Energy Efficient Learning and Adaptation of Multivariate Time Series Using Neuromorphic Computing

The dynamics of the physical world can be captured by multi-channel time-varying analog signals. From sensing to actuation, to interact with the physical world, IoTs and edge devices must have the ability to detect, classify, and generate patterns in multivariate time series with rich temporal and spatial dynamics. However, limited hardware resources and battery capacity pose significant challenges in information representation and processing. Additionally, the constantly changing environment and mission requirements demands the ability for online learning and adaptation. Inspired by the structure and behavior of biological neural systems, spiking neural network (SNN) models and neuromorphic computing hardware incorporate many energy-efficient features of biological systems making them effective for mobile and edge applications.
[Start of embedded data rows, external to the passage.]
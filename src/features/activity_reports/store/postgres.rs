use async_trait::async_trait;
use sqlx::PgPool;
use uuid::Uuid;

use super::ReportStore;
use crate::core::error::{AppError, Result};
use crate::features::activity_reports::models::{
    ActivityReport, MemberSnapshot, MemberSubmission, Period, ReportFields, ReportKey, RosterRow,
};

const REPORT_COLUMNS: &str = r#"
    r.id, r.member_id, r.period, r.solo_visits, r.shared_visits,
    r.partner_names, r.preventive_visits, r.created_at, r.submitted_at
"#;

/// PostgreSQL-backed report store
pub struct PgReportStore {
    pool: PgPool,
}

impl PgReportStore {
    pub fn new(pool: PgPool) -> Self {
        Self { pool }
    }
}

#[async_trait]
impl ReportStore for PgReportStore {
    async fn find_report(&self, key: &ReportKey) -> Result<Option<ActivityReport>> {
        let sql = format!(
            "SELECT {REPORT_COLUMNS} FROM activity_reports r WHERE r.member_id = $1 AND r.period = $2"
        );

        sqlx::query_as::<_, ActivityReport>(&sql)
            .bind(key.member_id)
            .bind(key.period.to_string())
            .fetch_optional(&self.pool)
            .await
            .map_err(|e| {
                tracing::error!("Failed to fetch activity report: {:?}", e);
                AppError::Database(e)
            })
    }

    async fn upsert_member(&self, member: &MemberSnapshot) -> Result<()> {
        sqlx::query(
            r#"
            INSERT INTO members (id, name, role)
            VALUES ($1, $2, $3)
            ON CONFLICT (id) DO UPDATE
            SET name = EXCLUDED.name, role = EXCLUDED.role, updated_at = NOW()
            "#,
        )
        .bind(member.id)
        .bind(&member.name)
        .bind(&member.role)
        .execute(&self.pool)
        .await
        .map_err(|e| {
            tracing::error!("Failed to upsert member {}: {:?}", member.id, e);
            AppError::Database(e)
        })?;

        Ok(())
    }

    async fn upsert_report(
        &self,
        key: &ReportKey,
        fields: &ReportFields,
    ) -> Result<ActivityReport> {
        let sql = format!(
            r#"
            INSERT INTO activity_reports AS r (
                member_id, period, solo_visits, shared_visits, partner_names, preventive_visits
            ) VALUES ($1, $2, $3, $4, $5, $6)
            ON CONFLICT (member_id, period) DO UPDATE
            SET solo_visits = EXCLUDED.solo_visits,
                shared_visits = EXCLUDED.shared_visits,
                partner_names = EXCLUDED.partner_names,
                preventive_visits = EXCLUDED.preventive_visits,
                submitted_at = NOW()
            RETURNING {REPORT_COLUMNS}
            "#
        );

        sqlx::query_as::<_, ActivityReport>(&sql)
            .bind(key.member_id)
            .bind(key.period.to_string())
            .bind(fields.solo_visits)
            .bind(fields.shared_visits)
            .bind(&fields.partner_names)
            .bind(fields.preventive_visits)
            .fetch_one(&self.pool)
            .await
            .map_err(|e| {
                tracing::error!("Failed to upsert activity report: {:?}", e);
                AppError::Database(e)
            })
    }

    async fn list_period_reports(&self, period: Period) -> Result<Vec<RosterRow>> {
        let sql = format!(
            r#"
            SELECT {REPORT_COLUMNS}, m.name AS member_name
            FROM activity_reports r
            JOIN members m ON m.id = r.member_id
            WHERE r.period = $1
            ORDER BY LOWER(m.name) ASC
            "#
        );

        sqlx::query_as::<_, RosterRow>(&sql)
            .bind(period.to_string())
            .fetch_all(&self.pool)
            .await
            .map_err(|e| {
                tracing::error!("Failed to list reports for {}: {:?}", period, e);
                AppError::Database(e)
            })
    }

    async fn list_year_reports(
        &self,
        year: i32,
        member_id: Option<Uuid>,
    ) -> Result<Vec<ActivityReport>> {
        let sql = format!(
            r#"
            SELECT {REPORT_COLUMNS}
            FROM activity_reports r
            WHERE r.period LIKE $1
              AND ($2::uuid IS NULL OR r.member_id = $2)
            ORDER BY r.period ASC
            "#
        );

        sqlx::query_as::<_, ActivityReport>(&sql)
            .bind(format!("{}%", Period::year_prefix(year)))
            .bind(member_id)
            .fetch_all(&self.pool)
            .await
            .map_err(|e| {
                tracing::error!("Failed to list reports for year {}: {:?}", year, e);
                AppError::Database(e)
            })
    }

    async fn list_reporting_members(
        &self,
        period: Period,
        roles: &[String],
    ) -> Result<Vec<MemberSubmission>> {
        sqlx::query_as::<_, MemberSubmission>(
            r#"
            SELECT
                m.id AS member_id,
                m.name AS member_name,
                m.whatsapp,
                r.created_at AS delivered_at
            FROM members m
            LEFT JOIN activity_reports r ON r.member_id = m.id AND r.period = $1
            WHERE UPPER(m.role) = ANY($2)
            ORDER BY LOWER(m.name) ASC
            "#,
        )
        .bind(period.to_string())
        .bind(roles)
        .fetch_all(&self.pool)
        .await
        .map_err(|e| {
            tracing::error!("Failed to list reporting members for {}: {:?}", period, e);
            AppError::Database(e)
        })
    }
}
The neuron and synapse states maintained by membrane potentials provide rich temporal dynamics for pattern detection and generation, making the model ideal for in-memory computing. In this talk I will introduce SNNs and neuromorphic computing techniques for multivariate time series processing. Using neurons modeled as a network of infinite impulse response filters, the SNN can either work as a classifier to detect patterns in the input temporal sequences or as a generator to generate desired temporal sequences. The ability to discern temporal patterns allows for very sparse input representation, where information is encoded by the intervals between spike events. When combined with event-driven computing and communication, such temporal coding results in significant energy savings.